● DATASET ENTRIES
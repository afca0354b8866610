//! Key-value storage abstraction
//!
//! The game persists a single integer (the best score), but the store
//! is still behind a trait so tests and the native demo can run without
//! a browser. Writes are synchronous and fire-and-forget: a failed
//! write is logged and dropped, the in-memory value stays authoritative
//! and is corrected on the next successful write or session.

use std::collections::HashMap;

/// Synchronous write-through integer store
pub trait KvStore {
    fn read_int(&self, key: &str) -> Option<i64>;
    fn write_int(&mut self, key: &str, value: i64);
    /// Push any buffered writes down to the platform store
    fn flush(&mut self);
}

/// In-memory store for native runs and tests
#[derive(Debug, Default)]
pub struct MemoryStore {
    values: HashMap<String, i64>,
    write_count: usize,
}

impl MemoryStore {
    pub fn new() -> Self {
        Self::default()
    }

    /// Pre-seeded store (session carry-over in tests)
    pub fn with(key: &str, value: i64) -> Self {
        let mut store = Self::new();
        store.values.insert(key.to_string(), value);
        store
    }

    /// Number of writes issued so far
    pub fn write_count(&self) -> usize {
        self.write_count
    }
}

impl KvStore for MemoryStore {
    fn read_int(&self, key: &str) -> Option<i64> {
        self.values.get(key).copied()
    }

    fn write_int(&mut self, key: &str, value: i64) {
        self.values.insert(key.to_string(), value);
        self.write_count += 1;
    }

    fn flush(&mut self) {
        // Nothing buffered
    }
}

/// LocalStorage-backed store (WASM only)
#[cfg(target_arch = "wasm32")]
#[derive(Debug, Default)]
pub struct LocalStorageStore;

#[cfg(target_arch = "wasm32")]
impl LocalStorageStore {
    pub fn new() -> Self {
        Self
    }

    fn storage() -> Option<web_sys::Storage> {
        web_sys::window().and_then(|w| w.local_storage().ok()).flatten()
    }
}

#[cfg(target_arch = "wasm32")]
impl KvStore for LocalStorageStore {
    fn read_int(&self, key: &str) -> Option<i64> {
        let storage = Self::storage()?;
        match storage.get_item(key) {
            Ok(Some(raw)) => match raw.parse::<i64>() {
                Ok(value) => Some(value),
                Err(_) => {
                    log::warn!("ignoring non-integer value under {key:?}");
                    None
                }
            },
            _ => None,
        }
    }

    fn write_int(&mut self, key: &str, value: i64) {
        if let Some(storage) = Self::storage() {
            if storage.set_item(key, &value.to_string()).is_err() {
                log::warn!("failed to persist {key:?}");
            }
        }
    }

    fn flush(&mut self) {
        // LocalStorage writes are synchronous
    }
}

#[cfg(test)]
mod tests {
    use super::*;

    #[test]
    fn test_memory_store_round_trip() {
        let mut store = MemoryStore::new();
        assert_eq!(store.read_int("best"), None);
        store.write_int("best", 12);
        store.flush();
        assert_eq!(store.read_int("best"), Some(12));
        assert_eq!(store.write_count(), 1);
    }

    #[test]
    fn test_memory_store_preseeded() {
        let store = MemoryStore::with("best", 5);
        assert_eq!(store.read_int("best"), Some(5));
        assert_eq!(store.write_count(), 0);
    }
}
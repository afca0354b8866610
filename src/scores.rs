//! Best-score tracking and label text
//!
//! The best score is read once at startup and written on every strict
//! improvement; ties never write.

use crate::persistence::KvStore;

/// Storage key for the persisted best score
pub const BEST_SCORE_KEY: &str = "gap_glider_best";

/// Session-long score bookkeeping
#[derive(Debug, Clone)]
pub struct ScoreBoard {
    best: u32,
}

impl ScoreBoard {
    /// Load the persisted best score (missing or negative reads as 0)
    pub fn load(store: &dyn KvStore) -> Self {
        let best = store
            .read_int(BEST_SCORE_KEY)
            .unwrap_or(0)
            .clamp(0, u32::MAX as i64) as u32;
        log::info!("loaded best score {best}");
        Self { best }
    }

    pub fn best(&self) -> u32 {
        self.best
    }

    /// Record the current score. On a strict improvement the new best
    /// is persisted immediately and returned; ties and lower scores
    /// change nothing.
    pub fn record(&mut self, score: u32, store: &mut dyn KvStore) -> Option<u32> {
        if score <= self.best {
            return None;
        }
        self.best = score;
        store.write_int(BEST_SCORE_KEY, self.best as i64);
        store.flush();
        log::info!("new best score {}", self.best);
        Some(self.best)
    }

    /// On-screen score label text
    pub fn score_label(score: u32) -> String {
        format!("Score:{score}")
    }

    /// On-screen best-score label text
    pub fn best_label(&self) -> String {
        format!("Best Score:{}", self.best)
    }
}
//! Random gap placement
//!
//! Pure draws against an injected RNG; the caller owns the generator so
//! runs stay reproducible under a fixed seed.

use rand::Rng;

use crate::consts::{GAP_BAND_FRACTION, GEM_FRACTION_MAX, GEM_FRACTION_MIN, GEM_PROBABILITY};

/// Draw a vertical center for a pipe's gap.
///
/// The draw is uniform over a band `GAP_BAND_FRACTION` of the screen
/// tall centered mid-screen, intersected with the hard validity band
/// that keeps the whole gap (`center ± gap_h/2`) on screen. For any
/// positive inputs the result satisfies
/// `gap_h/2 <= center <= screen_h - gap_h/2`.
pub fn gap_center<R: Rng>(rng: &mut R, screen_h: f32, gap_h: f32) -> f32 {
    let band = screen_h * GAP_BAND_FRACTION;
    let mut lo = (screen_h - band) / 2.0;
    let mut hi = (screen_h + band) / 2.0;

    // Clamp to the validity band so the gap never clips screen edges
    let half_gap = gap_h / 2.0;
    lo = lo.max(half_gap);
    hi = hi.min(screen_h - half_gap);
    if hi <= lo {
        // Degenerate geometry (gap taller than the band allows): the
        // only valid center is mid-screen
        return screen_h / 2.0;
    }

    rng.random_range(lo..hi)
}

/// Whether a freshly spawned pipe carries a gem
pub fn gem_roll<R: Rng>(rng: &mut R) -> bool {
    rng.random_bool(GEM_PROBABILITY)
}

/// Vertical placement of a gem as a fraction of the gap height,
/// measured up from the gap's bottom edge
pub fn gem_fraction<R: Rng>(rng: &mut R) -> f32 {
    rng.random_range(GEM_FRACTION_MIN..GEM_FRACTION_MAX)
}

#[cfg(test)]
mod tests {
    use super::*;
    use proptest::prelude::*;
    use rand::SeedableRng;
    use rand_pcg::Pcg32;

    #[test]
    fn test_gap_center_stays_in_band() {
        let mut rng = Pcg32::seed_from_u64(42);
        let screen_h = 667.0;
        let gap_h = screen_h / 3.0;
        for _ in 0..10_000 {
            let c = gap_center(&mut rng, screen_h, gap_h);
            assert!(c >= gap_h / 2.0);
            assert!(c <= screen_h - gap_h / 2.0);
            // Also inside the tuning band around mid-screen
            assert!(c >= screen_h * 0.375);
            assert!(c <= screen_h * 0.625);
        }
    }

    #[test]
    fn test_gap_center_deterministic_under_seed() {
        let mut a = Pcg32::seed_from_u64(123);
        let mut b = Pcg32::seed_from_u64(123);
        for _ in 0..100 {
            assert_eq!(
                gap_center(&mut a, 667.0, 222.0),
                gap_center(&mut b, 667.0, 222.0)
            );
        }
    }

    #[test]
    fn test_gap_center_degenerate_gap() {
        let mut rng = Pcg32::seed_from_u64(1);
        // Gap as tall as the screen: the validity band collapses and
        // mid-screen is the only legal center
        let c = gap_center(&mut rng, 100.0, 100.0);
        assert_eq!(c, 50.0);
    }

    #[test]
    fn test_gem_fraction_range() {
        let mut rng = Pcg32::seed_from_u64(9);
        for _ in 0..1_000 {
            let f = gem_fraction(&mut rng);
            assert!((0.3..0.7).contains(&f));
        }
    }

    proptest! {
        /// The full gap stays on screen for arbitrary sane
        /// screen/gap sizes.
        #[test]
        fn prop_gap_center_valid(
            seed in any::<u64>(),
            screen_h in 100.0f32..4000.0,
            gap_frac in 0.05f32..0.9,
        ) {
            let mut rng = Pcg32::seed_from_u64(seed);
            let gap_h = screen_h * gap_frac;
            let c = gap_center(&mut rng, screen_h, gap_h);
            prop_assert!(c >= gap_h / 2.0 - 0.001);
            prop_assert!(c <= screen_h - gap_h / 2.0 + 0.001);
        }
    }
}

● TASK TO CARRY OUT
In the records above, find each line that mentions the word "scores", and copy it.

● YOUR RESPONSE
filename src/scores.rs
    /// is persisted immediately and returned; ties and lower scores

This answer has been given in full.